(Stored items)
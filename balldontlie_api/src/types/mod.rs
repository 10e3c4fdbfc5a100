mod meta;
pub use self::meta::{ApiResponse, Meta};

mod nba;
pub use self::nba::{
    NbaAdvancedStats, NbaBoxScore, NbaBoxScorePlayer, NbaGame, NbaLeader, NbaLeaderStat,
    NbaOdds, NbaPlayer, NbaPlayerInjury, NbaSeasonAverages, NbaStandings, NbaStats, NbaTeam,
};

mod nfl;
pub use self::nfl::{
    NflAdvancedPassingStats, NflAdvancedReceivingStats, NflAdvancedRushingStats, NflGame,
    NflPlayer, NflPlayerInjury, NflSeasonStats, NflStandings, NflStats, NflTeam,
};

mod mlb;
pub use self::mlb::{
    MlbGame, MlbGameTeamData, MlbPlayer, MlbPlayerInjury, MlbSeasonStats, MlbStandings,
    MlbStats, MlbTeam, MlbTeamSeasonStats,
};

mod epl;
pub use self::epl::{
    EplGame, EplGameGoal, EplGameLineup, EplGamePlayerStats, EplGameTeamStats, EplNamedStat,
    EplPlayer, EplPlayerSeasonStat, EplPlayerStatLeader, EplPlayerStatLine, EplStanding,
    EplTeam, EplTeamSeasonStat, EplTeamStatLeader, EplTeamStatLine,
};
use chrono::NaiveDate;

use crate::types::NbaLeaderStat;

use super::common::Query;
use super::params::QueryParams;

/// Season averages for one player.
#[derive(Clone, Copy, Debug)]
pub struct SeasonAveragesQuery {
    pub season: i32,
    pub player_id: i64,
}

impl SeasonAveragesQuery {
    pub fn new(season: i32, player_id: i64) -> Self {
        Self { season, player_id }
    }
}

impl Query for SeasonAveragesQuery {
    fn to_params(&self) -> QueryParams {
        let mut params = QueryParams::new();
        params
            .push("season", self.season)
            .push("player_id", self.player_id);
        params
    }
}

/// Betting odds, by date or by game.
#[derive(Clone, Copy, Debug, Default)]
pub struct OddsQuery {
    pub date: Option<NaiveDate>,
    pub game_id: Option<i64>,
}

impl Query for OddsQuery {
    fn to_params(&self) -> QueryParams {
        let mut params = QueryParams::new();
        params
            .push_opt("date", self.date)
            .push_opt("game_id", self.game_id);
        params
    }
}

impl OddsQuery {
    pub fn with_date(mut self, date: NaiveDate) -> Self {
        self.date = Some(date);
        self
    }
    pub fn with_game_id(mut self, game_id: i64) -> Self {
        self.game_id = Some(game_id);
        self
    }
}

/// League leaders for one stat in one season.
#[derive(Clone, Copy, Debug)]
pub struct LeadersQuery {
    pub stat_type: NbaLeaderStat,
    pub season: i32,
}

impl LeadersQuery {
    pub fn new(stat_type: NbaLeaderStat, season: i32) -> Self {
        Self { stat_type, season }
    }
}

impl Query for LeadersQuery {
    fn to_params(&self) -> QueryParams {
        let mut params = QueryParams::new();
        params
            .push("stat_type", self.stat_type.to_string())
            .push("season", self.season);
        params
    }
}
use crate::client::{Client, Request};
use crate::query::epl::{EplGameQuery, EplLeadersQuery, PlayerStatType, TeamStatType};
use crate::query::{PlayerQuery, SeasonQuery};
use crate::types::{
    ApiResponse, EplGame, EplGameGoal, EplGameLineup, EplGamePlayerStats, EplGameTeamStats,
    EplPlayer, EplPlayerSeasonStat, EplPlayerStatLeader, EplStanding, EplTeam,
    EplTeamSeasonStat, EplTeamStatLeader,
};
use crate::Error;

const BASE: &str = "/epl/v1";

/// English Premier League endpoints under `/epl/v1`.
///
/// Most EPL listings are scoped to a season, so the season is a required
/// argument rather than an optional filter.
#[derive(Clone, Debug)]
pub struct EplClient {
    client: Client,
}

impl EplClient {
    pub fn new(client: Client) -> Self {
        Self { client }
    }

    pub async fn get_games(&self, query: &EplGameQuery) -> Result<ApiResponse<Vec<EplGame>>, Error> {
        self.client.get(&format!("{BASE}/games"), query).await
    }

    pub async fn get_game_lineups(
        &self,
        game_id: i64,
    ) -> Result<ApiResponse<Vec<EplGameLineup>>, Error> {
        self.client
            .execute(Request::get(format!("{BASE}/games/{game_id}/lineups")))
            .await
    }

    pub async fn get_game_goals(
        &self,
        game_id: i64,
    ) -> Result<ApiResponse<Vec<EplGameGoal>>, Error> {
        self.client
            .execute(Request::get(format!("{BASE}/games/{game_id}/goals")))
            .await
    }

    pub async fn get_game_team_stats(
        &self,
        game_id: i64,
    ) -> Result<ApiResponse<EplGameTeamStats>, Error> {
        self.client
            .execute(Request::get(format!("{BASE}/games/{game_id}/team_stats")))
            .await
    }

    pub async fn get_game_player_stats(
        &self,
        game_id: i64,
    ) -> Result<ApiResponse<EplGamePlayerStats>, Error> {
        self.client
            .execute(Request::get(format!("{BASE}/games/{game_id}/player_stats")))
            .await
    }

    /// Player listing. The API requires `season`, set it with [`PlayerQuery::with_season`].
    pub async fn get_players(
        &self,
        query: &PlayerQuery,
    ) -> Result<ApiResponse<Vec<EplPlayer>>, Error> {
        self.client.get(&format!("{BASE}/players"), query).await
    }

    pub async fn get_player_season_stats(
        &self,
        player_id: i64,
        season: i32,
    ) -> Result<ApiResponse<Vec<EplPlayerSeasonStat>>, Error> {
        self.client
            .get(
                &format!("{BASE}/players/{player_id}/season_stats"),
                &SeasonQuery::new(season),
            )
            .await
    }

    pub async fn get_player_stats_leaders(
        &self,
        query: &EplLeadersQuery<PlayerStatType>,
    ) -> Result<ApiResponse<Vec<EplPlayerStatLeader>>, Error> {
        self.client
            .get(&format!("{BASE}/player_stats/leaders"), query)
            .await
    }

    pub async fn get_team_stats_leaders(
        &self,
        query: &EplLeadersQuery<TeamStatType>,
    ) -> Result<ApiResponse<Vec<EplTeamStatLeader>>, Error> {
        self.client
            .get(&format!("{BASE}/team_stats/leaders"), query)
            .await
    }

    pub async fn get_standings(&self, season: i32) -> Result<ApiResponse<Vec<EplStanding>>, Error> {
        self.client
            .get(&format!("{BASE}/standings"), &SeasonQuery::new(season))
            .await
    }

    pub async fn get_teams(&self, season: i32) -> Result<ApiResponse<Vec<EplTeam>>, Error> {
        self.client
            .get(&format!("{BASE}/teams"), &SeasonQuery::new(season))
            .await
    }

    pub async fn get_team_players(
        &self,
        team_id: i64,
        season: i32,
    ) -> Result<ApiResponse<Vec<EplPlayer>>, Error> {
        self.client
            .get(
                &format!("{BASE}/teams/{team_id}/players"),
                &SeasonQuery::new(season),
            )
            .await
    }

    pub async fn get_team_season_stats(
        &self,
        team_id: i64,
        season: i32,
    ) -> Result<ApiResponse<Vec<EplTeamSeasonStat>>, Error> {
        self.client
            .get(
                &format!("{BASE}/teams/{team_id}/season_stats"),
                &SeasonQuery::new(season),
            )
            .await
    }
}
use serde::{Deserialize, Serialize};

/// Cursor pagination metadata returned by list endpoints.
#[derive(Clone, Copy, Debug, PartialEq, Eq, Serialize, Deserialize)]
pub struct Meta {
    /// Opaque cursor for the next page; absent on the last page.
    pub next_cursor: Option<u64>,
    pub per_page: Option<u32>,
}

/// The `{ data, meta }` envelope every success body uses.
#[derive(Clone, Debug, Serialize, Deserialize)]
pub struct ApiResponse<T> {
    pub data: T,
    #[serde(default, skip_serializing_if = "Option::is_none")]
    pub meta: Option<Meta>,
}

impl<T> ApiResponse<T> {
    /// Cursor to pass to `with_cursor` for the next page, if there is one.
    pub fn next_cursor(&self) -> Option<u64> {
        self.meta.and_then(|meta| meta.next_cursor)
    }
}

• _Prompt_
Your reply should hold every line from the data that contains "EplGameQuery", copied in full.

• _Written reply_
use crate::query::epl::{EplGameQuery, EplLeadersQuery, PlayerStatType, TeamStatType};
    pub async fn get_games(&self, query: &EplGameQuery) -> Result<ApiResponse<Vec<EplGame>>, Error> {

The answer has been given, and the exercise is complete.